Action item:
Of all the lines below, return only those starting with the line holding "Ok(Confirm::new()" and going on through the line holding "refuse to touch.", exactly as written.

==*==

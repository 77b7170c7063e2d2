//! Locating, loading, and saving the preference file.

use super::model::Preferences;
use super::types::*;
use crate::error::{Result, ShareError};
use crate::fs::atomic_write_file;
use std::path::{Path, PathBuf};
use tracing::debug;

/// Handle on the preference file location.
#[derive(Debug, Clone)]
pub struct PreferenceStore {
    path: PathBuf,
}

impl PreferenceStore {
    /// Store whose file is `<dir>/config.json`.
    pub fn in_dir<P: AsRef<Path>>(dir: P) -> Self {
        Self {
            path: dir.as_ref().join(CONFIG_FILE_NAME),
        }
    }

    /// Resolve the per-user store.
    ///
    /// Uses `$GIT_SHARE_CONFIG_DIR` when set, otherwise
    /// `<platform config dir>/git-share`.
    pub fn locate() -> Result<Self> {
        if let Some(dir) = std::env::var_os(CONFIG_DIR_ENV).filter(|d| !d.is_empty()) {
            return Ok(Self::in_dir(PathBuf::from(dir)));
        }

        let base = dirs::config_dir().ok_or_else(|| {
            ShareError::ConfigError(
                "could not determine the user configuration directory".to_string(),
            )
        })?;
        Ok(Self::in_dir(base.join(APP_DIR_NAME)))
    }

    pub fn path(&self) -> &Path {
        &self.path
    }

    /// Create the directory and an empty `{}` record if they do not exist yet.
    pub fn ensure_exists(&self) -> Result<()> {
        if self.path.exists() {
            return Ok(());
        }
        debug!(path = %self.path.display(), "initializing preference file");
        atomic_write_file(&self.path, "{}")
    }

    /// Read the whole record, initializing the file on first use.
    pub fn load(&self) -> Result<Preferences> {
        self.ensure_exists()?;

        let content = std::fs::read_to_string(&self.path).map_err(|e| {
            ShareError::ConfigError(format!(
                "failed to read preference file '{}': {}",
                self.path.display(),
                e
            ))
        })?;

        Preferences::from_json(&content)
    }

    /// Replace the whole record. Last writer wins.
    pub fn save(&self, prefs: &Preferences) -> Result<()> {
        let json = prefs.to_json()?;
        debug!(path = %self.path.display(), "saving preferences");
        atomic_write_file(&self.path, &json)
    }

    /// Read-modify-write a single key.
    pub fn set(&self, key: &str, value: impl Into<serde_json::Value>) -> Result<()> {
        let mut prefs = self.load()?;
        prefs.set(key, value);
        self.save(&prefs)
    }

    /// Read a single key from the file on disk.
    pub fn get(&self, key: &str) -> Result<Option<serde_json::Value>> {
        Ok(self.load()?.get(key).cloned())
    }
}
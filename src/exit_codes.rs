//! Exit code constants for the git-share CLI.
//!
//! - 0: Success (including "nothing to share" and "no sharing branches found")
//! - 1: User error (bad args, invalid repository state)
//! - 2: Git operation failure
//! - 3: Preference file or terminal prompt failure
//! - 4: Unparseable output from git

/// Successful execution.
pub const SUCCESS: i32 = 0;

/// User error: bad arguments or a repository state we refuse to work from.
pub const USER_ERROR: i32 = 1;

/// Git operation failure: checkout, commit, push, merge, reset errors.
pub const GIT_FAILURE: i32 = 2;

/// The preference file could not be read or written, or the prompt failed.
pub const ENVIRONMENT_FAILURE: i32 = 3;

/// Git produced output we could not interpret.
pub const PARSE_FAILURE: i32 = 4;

==*==

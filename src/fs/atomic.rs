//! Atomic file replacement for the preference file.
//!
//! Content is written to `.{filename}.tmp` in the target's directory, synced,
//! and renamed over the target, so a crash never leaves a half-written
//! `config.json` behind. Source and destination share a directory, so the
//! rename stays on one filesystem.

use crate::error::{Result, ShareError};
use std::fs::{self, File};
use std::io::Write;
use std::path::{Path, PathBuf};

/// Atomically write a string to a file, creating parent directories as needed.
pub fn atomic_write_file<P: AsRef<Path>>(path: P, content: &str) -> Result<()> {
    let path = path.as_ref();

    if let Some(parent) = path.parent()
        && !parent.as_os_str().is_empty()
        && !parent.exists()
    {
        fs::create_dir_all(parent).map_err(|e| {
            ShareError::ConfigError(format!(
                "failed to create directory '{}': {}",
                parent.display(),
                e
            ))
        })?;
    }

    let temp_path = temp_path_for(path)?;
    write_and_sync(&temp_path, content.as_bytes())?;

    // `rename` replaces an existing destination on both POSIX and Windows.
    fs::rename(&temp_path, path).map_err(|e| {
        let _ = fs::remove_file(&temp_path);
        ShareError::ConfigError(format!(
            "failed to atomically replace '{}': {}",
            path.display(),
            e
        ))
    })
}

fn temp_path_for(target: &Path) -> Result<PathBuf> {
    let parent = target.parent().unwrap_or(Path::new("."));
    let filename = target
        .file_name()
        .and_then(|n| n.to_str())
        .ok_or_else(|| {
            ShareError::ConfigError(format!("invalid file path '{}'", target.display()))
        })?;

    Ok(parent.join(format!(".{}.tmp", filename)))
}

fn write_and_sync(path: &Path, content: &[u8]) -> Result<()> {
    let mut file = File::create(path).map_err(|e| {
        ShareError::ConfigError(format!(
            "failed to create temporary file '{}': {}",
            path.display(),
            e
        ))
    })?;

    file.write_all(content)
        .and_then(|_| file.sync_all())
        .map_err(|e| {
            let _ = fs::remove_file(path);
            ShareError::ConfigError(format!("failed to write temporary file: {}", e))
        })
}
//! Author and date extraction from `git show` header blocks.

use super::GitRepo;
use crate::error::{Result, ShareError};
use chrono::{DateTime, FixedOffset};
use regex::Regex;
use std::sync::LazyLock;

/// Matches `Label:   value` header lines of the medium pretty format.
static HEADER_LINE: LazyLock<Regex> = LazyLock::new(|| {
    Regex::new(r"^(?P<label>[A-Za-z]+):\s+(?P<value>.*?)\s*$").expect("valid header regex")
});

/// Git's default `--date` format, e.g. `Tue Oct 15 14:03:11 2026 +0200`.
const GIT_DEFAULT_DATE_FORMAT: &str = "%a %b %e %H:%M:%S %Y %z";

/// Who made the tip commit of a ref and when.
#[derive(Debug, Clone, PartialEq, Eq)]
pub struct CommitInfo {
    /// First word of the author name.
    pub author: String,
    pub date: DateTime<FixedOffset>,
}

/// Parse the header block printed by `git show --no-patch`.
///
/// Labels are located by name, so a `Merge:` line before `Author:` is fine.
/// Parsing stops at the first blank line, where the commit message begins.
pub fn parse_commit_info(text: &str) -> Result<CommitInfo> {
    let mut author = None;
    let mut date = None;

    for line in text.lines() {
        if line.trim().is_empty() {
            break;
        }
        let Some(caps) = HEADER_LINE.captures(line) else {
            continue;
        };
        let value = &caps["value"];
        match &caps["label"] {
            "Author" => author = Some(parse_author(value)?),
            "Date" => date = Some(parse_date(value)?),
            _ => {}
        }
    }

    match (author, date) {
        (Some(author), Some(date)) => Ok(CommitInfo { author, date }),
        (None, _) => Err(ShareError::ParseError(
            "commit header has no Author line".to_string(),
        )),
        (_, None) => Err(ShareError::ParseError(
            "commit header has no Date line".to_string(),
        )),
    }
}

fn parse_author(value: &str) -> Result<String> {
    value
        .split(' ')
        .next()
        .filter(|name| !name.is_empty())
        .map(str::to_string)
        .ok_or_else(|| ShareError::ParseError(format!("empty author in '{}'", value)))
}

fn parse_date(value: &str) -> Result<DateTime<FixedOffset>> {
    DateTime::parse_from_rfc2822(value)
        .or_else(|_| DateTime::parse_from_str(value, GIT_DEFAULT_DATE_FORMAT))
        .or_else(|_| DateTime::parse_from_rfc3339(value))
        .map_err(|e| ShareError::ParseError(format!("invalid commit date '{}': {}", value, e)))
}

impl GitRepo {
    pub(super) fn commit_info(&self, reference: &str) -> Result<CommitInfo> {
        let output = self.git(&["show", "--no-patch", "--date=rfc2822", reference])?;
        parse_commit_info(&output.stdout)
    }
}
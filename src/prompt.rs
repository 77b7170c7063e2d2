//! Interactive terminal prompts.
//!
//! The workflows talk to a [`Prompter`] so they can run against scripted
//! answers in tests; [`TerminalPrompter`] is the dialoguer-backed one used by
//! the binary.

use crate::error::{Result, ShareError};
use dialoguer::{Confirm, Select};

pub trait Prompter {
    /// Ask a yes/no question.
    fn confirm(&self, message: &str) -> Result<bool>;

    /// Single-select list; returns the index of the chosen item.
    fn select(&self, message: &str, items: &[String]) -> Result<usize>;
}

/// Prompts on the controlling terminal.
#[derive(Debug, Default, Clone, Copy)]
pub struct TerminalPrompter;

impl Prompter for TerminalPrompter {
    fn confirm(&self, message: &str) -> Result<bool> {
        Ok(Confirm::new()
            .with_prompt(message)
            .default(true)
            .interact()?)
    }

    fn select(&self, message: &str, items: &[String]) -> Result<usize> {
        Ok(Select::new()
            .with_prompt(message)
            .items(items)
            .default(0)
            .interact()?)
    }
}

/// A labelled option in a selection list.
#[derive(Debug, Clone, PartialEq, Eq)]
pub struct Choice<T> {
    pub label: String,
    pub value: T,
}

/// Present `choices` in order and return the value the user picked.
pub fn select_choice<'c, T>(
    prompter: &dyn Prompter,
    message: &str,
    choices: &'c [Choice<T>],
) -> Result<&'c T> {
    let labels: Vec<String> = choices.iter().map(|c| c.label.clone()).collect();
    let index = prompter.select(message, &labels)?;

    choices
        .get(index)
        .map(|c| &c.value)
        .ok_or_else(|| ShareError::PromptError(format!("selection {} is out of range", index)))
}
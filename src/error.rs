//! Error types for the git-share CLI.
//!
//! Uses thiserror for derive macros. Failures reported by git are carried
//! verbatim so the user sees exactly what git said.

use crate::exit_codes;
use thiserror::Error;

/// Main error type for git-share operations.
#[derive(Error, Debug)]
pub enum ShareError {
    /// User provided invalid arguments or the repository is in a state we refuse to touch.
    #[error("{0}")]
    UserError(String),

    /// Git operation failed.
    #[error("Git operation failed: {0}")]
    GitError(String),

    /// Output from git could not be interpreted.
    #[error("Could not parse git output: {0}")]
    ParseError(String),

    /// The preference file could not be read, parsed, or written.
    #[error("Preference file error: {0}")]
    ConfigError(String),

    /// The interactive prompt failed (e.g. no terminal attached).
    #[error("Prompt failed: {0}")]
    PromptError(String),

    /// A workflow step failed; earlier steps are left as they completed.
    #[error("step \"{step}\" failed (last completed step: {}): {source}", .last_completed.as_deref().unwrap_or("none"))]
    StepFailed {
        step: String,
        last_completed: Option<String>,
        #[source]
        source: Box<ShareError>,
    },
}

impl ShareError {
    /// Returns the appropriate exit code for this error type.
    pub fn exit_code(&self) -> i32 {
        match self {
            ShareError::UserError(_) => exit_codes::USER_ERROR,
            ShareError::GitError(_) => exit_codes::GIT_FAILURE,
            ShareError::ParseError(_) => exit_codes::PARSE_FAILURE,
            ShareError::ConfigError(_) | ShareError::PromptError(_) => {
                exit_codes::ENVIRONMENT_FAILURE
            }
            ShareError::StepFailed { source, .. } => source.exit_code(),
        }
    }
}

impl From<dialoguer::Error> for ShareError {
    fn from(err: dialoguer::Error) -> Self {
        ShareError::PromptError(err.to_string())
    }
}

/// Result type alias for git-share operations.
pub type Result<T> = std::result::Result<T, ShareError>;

==*==

Solution to this task:
        Ok(Confirm::new()
            .with_prompt(message)
            .default(true)
            .interact()?)
    }

    fn select(&self, message: &str, items: &[String]) -> Result<usize> {
        Ok(Select::new()
            .with_prompt(message)
            .items(items)
            .default(0)
            .interact()?)
    }
}

/// A labelled option in a selection list.
#[derive(Debug, Clone, PartialEq, Eq)]
pub struct Choice<T> {
    pub label: String,
    pub value: T,
}

/// Present `choices` in order and return the value the user picked.
pub fn select_choice<'c, T>(
    prompter: &dyn Prompter,
    message: &str,
    choices: &'c [Choice<T>],
) -> Result<&'c T> {
    let labels: Vec<String> = choices.iter().map(|c| c.label.clone()).collect();
    let index = prompter.select(message, &labels)?;

    choices
        .get(index)
        .map(|c| &c.value)
        .ok_or_else(|| ShareError::PromptError(format!("selection {} is out of range", index)))
}
filename src/error.rs
//! Error types for the git-share CLI.
//!
//! Uses thiserror for derive macros. Failures reported by git are carried
//! verbatim so the user sees exactly what git said.

use crate::exit_codes;
use thiserror::Error;

/// Main error type for git-share operations.
#[derive(Error, Debug)]
pub enum ShareError {
    /// User provided invalid arguments or the repository is in a state we refuse to touch.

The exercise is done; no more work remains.